SOURCE MATERIAL

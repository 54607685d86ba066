// ============================================================================
// mediary-core/src/fallback.rs
// ============================================================================
//
// CODEC FALLBACK EXPLORER: Ordered encoder candidates for a plan
//
// A plan names codecs ("h264", "hevc"); which encoder produces them is decided
// here. Hardware backends are tried first, in configured order, and the
// software encoders are always the last resort.
//
// KEY COMPONENTS:
// - HardwareBackend: VideoToolbox, NVENC, Quick Sync, VA-API
// - CodecCandidate: Decoder arguments plus per-stream encoder overrides
// - explore: TranscodePlan -> ordered candidates (never empty)

// ---- Standard library imports ----
use std::env;
use std::fmt;
use std::str::FromStr;

// ---- Internal crate imports ----
use crate::error::CoreError;
use crate::media::stream::is_high_bit_depth_format;
use crate::planning::{StreamAction, StreamOption, TranscodePlan};

/// Label of the candidate that uses the planned codec names unchanged.
pub const SOFTWARE_CANDIDATE: &str = "software";

/// Render node used for VA-API when none is configured.
pub const DEFAULT_VAAPI_DEVICE: &str = "/dev/dri/renderD128";

/// A hardware encoding backend exposed by ffmpeg.
#[derive(Debug, Clone, Copy, PartialEq, Eq, Hash)]
pub enum HardwareBackend {
    VideoToolbox,
    Nvenc,
    Qsv,
    Vaapi,
}

impl HardwareBackend {
    pub const ALL: [HardwareBackend; 4] = [
        HardwareBackend::VideoToolbox,
        HardwareBackend::Nvenc,
        HardwareBackend::Qsv,
        HardwareBackend::Vaapi,
    ];

    /// Backends assumed to be present on the current platform.
    ///
    /// Only VideoToolbox on macOS is assumed; the others depend on drivers and
    /// have to be enabled explicitly.
    #[must_use]
    pub fn detect() -> Vec<HardwareBackend> {
        if is_macos() {
            vec![HardwareBackend::VideoToolbox]
        } else {
            Vec::new()
        }
    }

    pub fn name(self) -> &'static str {
        match self {
            HardwareBackend::VideoToolbox => "videotoolbox",
            HardwareBackend::Nvenc => "nvenc",
            HardwareBackend::Qsv => "qsv",
            HardwareBackend::Vaapi => "vaapi",
        }
    }

    /// The hardware encoder for a codec, if this backend has one.
    pub fn encoder_for(self, codec: &str) -> Option<&'static str> {
        match (self, codec) {
            (HardwareBackend::VideoToolbox, "h264") => Some("h264_videotoolbox"),
            (HardwareBackend::VideoToolbox, "hevc") => Some("hevc_videotoolbox"),
            (HardwareBackend::VideoToolbox, "prores") => Some("prores_videotoolbox"),
            (HardwareBackend::Nvenc, "h264") => Some("h264_nvenc"),
            (HardwareBackend::Nvenc, "hevc") => Some("hevc_nvenc"),
            (HardwareBackend::Nvenc, "av1") => Some("av1_nvenc"),
            (HardwareBackend::Qsv, "h264") => Some("h264_qsv"),
            (HardwareBackend::Qsv, "hevc") => Some("hevc_qsv"),
            (HardwareBackend::Qsv, "av1") => Some("av1_qsv"),
            (HardwareBackend::Qsv, "vp9") => Some("vp9_qsv"),
            (HardwareBackend::Qsv, "mpeg2video") => Some("mpeg2_qsv"),
            (HardwareBackend::Vaapi, "h264") => Some("h264_vaapi"),
            (HardwareBackend::Vaapi, "hevc") => Some("hevc_vaapi"),
            (HardwareBackend::Vaapi, "av1") => Some("av1_vaapi"),
            (HardwareBackend::Vaapi, "vp8") => Some("vp8_vaapi"),
            (HardwareBackend::Vaapi, "vp9") => Some("vp9_vaapi"),
            (HardwareBackend::Vaapi, "mpeg2video") => Some("mpeg2_vaapi"),
            _ => None,
        }
    }

    /// Decoder arguments placed before the input.
    ///
    /// IMPORTANT: These must come BEFORE `-i` on the command line.
    pub fn decoder_args(self) -> Vec<String> {
        let args: &[&str] = match self {
            HardwareBackend::VideoToolbox => &["-hwaccel", "videotoolbox"],
            HardwareBackend::Nvenc => &["-hwaccel", "cuda"],
            HardwareBackend::Qsv => &["-hwaccel", "qsv"],
            HardwareBackend::Vaapi => &["-hwaccel", "vaapi", "-vaapi_device", DEFAULT_VAAPI_DEVICE],
        };
        args.iter().map(|a| a.to_string()).collect()
    }

    /// Whether the backend's encoders only accept a restricted set of surface
    /// pixel formats, so the input has to be re-planned for them.
    pub fn restricts_pixel_formats(self) -> bool {
        matches!(self, HardwareBackend::Qsv | HardwareBackend::Vaapi)
    }

    /// Per-stream options the backend's encoders need besides the encoder name.
    ///
    /// These replace planned options of the same name.
    fn encoder_options(self, high_bit_depth: bool) -> Vec<StreamOption> {
        match self {
            // VA-API encoders only take frames in GPU memory.
            HardwareBackend::Vaapi => vec![
                StreamOption::new(
                    "filter",
                    format!("format={},hwupload", surface_pixel_format(high_bit_depth)),
                ),
                StreamOption::new("pix_fmt", "vaapi"),
            ],
            _ => Vec::new(),
        }
    }
}

impl fmt::Display for HardwareBackend {
    fn fmt(&self, f: &mut fmt::Formatter<'_>) -> fmt::Result {
        f.write_str(self.name())
    }
}

impl FromStr for HardwareBackend {
    type Err = CoreError;

    fn from_str(s: &str) -> Result<Self, Self::Err> {
        match s.trim().to_ascii_lowercase().as_str() {
            "videotoolbox" | "vt" => Ok(HardwareBackend::VideoToolbox),
            "nvenc" | "cuda" | "nvidia" => Ok(HardwareBackend::Nvenc),
            "qsv" | "quicksync" => Ok(HardwareBackend::Qsv),
            "vaapi" => Ok(HardwareBackend::Vaapi),
            other => Err(CoreError::Config(format!(
                "Unknown hardware backend '{other}'. Valid values: videotoolbox, nvenc, qsv, vaapi"
            ))),
        }
    }
}

/// Surface pixel format hardware encoders accept for a source.
#[must_use]
pub fn surface_pixel_format(high_bit_depth: bool) -> &'static str {
    if high_bit_depth { "p010le" } else { "nv12" }
}

/// Checks if the current platform is macOS.
#[must_use]
pub fn is_macos() -> bool {
    env::consts::OS == "macos"
}

/// Encoder override for one output stream.
#[derive(Debug, Clone, PartialEq, Eq)]
pub struct EncoderOverride {
    pub output_index: u32,
    pub encoder: String,
    pub options: Vec<StreamOption>,
}

/// One way of executing a plan.
#[derive(Debug, Clone, PartialEq, Eq)]
pub struct CodecCandidate {
    /// Short label used in logs and attempt records.
    pub label: String,
    /// `None` for the software candidate.
    pub backend: Option<HardwareBackend>,
    /// Arguments placed before the input.
    pub decoder_args: Vec<String>,
    pub overrides: Vec<EncoderOverride>,
    /// The input has to be re-planned with a surface pixel format before this
    /// candidate runs.
    pub reprobe_pixel_formats: bool,
}

impl CodecCandidate {
    /// The candidate that runs the plan as is.
    pub fn software() -> Self {
        Self {
            label: SOFTWARE_CANDIDATE.to_string(),
            backend: None,
            decoder_args: Vec::new(),
            overrides: Vec::new(),
            reprobe_pixel_formats: false,
        }
    }

    pub fn is_software(&self) -> bool {
        self.backend.is_none()
    }

    /// Encoder override for an output stream, if any.
    pub fn override_for(&self, output_index: u32) -> Option<&EncoderOverride> {
        self.overrides.iter().find(|o| o.output_index == output_index)
    }
}

/// Builds the hardware candidate for one backend, if it can encode every
/// transcoded video stream of the plan.
fn hardware_candidate(plan: &TranscodePlan, backend: HardwareBackend) -> Option<CodecCandidate> {
    let mut overrides = Vec::new();

    for stream in plan.transcoded_video() {
        let (StreamAction::Transcode { codec, .. }, Some(output_index)) =
            (&stream.action, stream.output_index)
        else {
            continue;
        };
        let encoder = backend.encoder_for(codec)?;
        let high_bit_depth = stream
            .source_pixel_format
            .as_deref()
            .is_some_and(is_high_bit_depth_format);
        overrides.push(EncoderOverride {
            output_index,
            encoder: encoder.to_string(),
            options: backend.encoder_options(high_bit_depth),
        });
    }

    if overrides.is_empty() {
        return None;
    }

    Some(CodecCandidate {
        label: backend.name().to_string(),
        backend: Some(backend),
        decoder_args: backend.decoder_args(),
        overrides,
        reprobe_pixel_formats: backend.restricts_pixel_formats(),
    })
}

/// Produces the ordered candidates for a plan.
///
/// # Arguments
///
/// * `plan` - The plan to execute
/// * `backends` - Hardware backends to consider, in preference order
///
/// # Returns
///
/// * `Vec<CodecCandidate>` - Hardware candidates first, the software candidate
///   last. Never empty.
pub fn explore(plan: &TranscodePlan, backends: &[HardwareBackend]) -> Vec<CodecCandidate> {
    let mut candidates: Vec<CodecCandidate> = backends
        .iter()
        .filter_map(|backend| {
            let candidate = hardware_candidate(plan, *backend);
            if candidate.is_none() && plan.transcoded_video().next().is_some() {
                log::debug!("Backend {backend} cannot encode every planned video codec, skipping");
            }
            candidate
        })
        .collect();
    candidates.push(CodecCandidate::software());

    log::debug!(
        "Codec candidates: {}",
        candidates
            .iter()
            .map(|c| c.label.as_str())
            .collect::<Vec<_>>()
            .join(", ")
    );
    candidates
}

EXERCISE REQUIREMENTS
How many lines of the material above have the word "assumed" in them? Give only that number.

FINISHED EXERCISE
2